---------- Entries supplied ----------

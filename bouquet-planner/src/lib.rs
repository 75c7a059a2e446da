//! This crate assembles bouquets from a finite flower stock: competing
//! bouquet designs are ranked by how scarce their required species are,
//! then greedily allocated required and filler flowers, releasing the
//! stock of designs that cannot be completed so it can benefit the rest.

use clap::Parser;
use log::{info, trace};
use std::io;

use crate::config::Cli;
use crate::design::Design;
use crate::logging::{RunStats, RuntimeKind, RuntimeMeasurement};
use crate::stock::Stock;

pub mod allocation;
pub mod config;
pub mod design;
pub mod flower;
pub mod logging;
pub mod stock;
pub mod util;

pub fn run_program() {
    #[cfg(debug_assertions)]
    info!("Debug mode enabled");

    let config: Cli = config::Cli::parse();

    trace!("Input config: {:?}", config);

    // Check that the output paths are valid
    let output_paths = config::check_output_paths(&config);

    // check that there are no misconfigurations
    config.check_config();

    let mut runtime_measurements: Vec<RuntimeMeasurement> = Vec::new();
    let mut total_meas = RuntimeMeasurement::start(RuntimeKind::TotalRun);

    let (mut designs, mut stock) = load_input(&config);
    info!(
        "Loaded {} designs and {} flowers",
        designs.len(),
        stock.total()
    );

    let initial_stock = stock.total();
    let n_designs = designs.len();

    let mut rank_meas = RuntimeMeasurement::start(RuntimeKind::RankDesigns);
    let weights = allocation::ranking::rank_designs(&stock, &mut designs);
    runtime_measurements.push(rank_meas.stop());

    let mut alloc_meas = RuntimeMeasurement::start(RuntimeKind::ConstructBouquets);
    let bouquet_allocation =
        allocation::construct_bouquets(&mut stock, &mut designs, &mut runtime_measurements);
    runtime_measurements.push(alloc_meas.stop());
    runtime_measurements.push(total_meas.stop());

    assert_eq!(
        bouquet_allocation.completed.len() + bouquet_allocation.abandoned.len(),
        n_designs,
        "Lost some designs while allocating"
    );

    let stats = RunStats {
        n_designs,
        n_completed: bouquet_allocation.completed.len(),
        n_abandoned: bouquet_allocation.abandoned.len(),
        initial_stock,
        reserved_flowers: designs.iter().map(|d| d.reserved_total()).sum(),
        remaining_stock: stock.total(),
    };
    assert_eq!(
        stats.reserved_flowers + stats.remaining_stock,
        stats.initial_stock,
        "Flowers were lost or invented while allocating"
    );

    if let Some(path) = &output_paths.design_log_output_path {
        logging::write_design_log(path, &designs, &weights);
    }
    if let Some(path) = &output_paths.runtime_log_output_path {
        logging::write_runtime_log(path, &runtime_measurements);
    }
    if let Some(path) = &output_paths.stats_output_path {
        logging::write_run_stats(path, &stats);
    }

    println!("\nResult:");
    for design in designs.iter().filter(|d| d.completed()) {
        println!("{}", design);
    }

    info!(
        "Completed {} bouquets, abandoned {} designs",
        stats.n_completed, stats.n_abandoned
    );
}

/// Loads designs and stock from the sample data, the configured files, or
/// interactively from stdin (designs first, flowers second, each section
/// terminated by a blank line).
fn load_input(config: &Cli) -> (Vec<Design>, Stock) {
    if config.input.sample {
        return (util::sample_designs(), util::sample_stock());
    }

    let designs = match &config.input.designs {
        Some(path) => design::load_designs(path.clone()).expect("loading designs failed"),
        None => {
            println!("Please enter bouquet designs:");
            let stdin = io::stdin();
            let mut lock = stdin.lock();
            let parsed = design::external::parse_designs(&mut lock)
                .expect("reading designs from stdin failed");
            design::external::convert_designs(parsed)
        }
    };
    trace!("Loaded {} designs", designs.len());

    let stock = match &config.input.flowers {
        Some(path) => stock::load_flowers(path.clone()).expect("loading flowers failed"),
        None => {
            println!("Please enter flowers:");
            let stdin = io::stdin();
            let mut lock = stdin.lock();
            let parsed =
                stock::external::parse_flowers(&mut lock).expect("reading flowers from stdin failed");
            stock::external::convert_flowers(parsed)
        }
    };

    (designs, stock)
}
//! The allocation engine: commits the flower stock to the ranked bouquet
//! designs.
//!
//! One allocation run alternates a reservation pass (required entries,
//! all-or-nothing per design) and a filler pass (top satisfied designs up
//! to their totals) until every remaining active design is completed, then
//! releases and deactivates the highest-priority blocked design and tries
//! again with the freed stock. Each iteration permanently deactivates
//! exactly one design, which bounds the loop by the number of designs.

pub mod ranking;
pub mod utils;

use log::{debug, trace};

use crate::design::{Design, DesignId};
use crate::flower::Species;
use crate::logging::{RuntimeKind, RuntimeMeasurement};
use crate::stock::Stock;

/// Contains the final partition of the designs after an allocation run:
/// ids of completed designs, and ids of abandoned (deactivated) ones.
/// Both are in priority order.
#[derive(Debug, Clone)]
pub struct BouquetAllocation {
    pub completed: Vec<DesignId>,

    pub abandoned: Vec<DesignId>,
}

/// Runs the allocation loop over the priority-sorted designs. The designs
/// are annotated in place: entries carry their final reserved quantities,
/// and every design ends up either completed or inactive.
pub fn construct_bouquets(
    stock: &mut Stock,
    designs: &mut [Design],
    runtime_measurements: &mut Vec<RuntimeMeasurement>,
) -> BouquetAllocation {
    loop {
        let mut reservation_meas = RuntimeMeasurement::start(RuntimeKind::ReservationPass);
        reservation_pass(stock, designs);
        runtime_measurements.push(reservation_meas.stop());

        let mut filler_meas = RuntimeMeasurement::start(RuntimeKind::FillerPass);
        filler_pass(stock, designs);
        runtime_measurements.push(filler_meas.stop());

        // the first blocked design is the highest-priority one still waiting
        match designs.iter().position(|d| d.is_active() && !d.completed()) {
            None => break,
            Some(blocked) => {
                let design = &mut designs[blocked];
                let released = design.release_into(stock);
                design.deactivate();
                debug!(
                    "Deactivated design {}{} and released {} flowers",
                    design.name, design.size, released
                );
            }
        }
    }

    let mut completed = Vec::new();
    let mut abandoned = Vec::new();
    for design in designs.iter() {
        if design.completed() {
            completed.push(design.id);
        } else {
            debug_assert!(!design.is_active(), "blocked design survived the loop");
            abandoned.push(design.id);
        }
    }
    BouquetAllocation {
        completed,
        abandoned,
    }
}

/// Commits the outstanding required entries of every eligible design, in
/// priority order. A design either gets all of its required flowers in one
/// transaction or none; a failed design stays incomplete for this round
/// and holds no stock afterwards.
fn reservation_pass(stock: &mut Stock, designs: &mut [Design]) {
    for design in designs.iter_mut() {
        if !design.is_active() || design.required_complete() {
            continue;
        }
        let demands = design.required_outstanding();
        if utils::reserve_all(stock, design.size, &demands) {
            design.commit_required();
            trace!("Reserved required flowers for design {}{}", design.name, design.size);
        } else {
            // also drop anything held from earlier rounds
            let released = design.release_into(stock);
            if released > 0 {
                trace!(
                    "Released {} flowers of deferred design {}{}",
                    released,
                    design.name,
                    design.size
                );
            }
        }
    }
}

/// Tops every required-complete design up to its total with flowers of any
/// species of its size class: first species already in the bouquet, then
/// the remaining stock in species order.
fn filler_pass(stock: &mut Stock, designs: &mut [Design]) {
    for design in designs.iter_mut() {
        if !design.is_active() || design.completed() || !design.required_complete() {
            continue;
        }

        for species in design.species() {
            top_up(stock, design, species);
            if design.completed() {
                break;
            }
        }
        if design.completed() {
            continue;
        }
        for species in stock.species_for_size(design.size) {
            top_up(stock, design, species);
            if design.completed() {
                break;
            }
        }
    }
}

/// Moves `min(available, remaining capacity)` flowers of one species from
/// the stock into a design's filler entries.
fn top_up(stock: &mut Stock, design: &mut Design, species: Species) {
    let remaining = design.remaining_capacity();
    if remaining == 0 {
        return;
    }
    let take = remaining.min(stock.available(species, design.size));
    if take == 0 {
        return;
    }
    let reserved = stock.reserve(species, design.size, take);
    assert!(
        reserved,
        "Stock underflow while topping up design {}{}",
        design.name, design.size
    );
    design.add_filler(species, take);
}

----------

Nothing should be returned except the lines from the first line of the data above through the line with "config.check_config();", each one exact.

filename bouquet-planner/src/lib.rs
repository 75c7a059a2e446da
//! This crate assembles bouquets from a finite flower stock: competing
//! bouquet designs are ranked by how scarce their required species are,
//! then greedily allocated required and filler flowers, releasing the
//! stock of designs that cannot be completed so it can benefit the rest.

use clap::Parser;
use log::{info, trace};
use std::io;

use crate::config::Cli;
use crate::design::Design;
use crate::logging::{RunStats, RuntimeKind, RuntimeMeasurement};
use crate::stock::Stock;

pub mod allocation;
pub mod config;
pub mod design;
pub mod flower;
pub mod logging;
pub mod stock;
pub mod util;

pub fn run_program() {
    #[cfg(debug_assertions)]
    info!("Debug mode enabled");

    let config: Cli = config::Cli::parse();

    trace!("Input config: {:?}", config);

    // Check that the output paths are valid
    let output_paths = config::check_output_paths(&config);

    // check that there are no misconfigurations
    config.check_config();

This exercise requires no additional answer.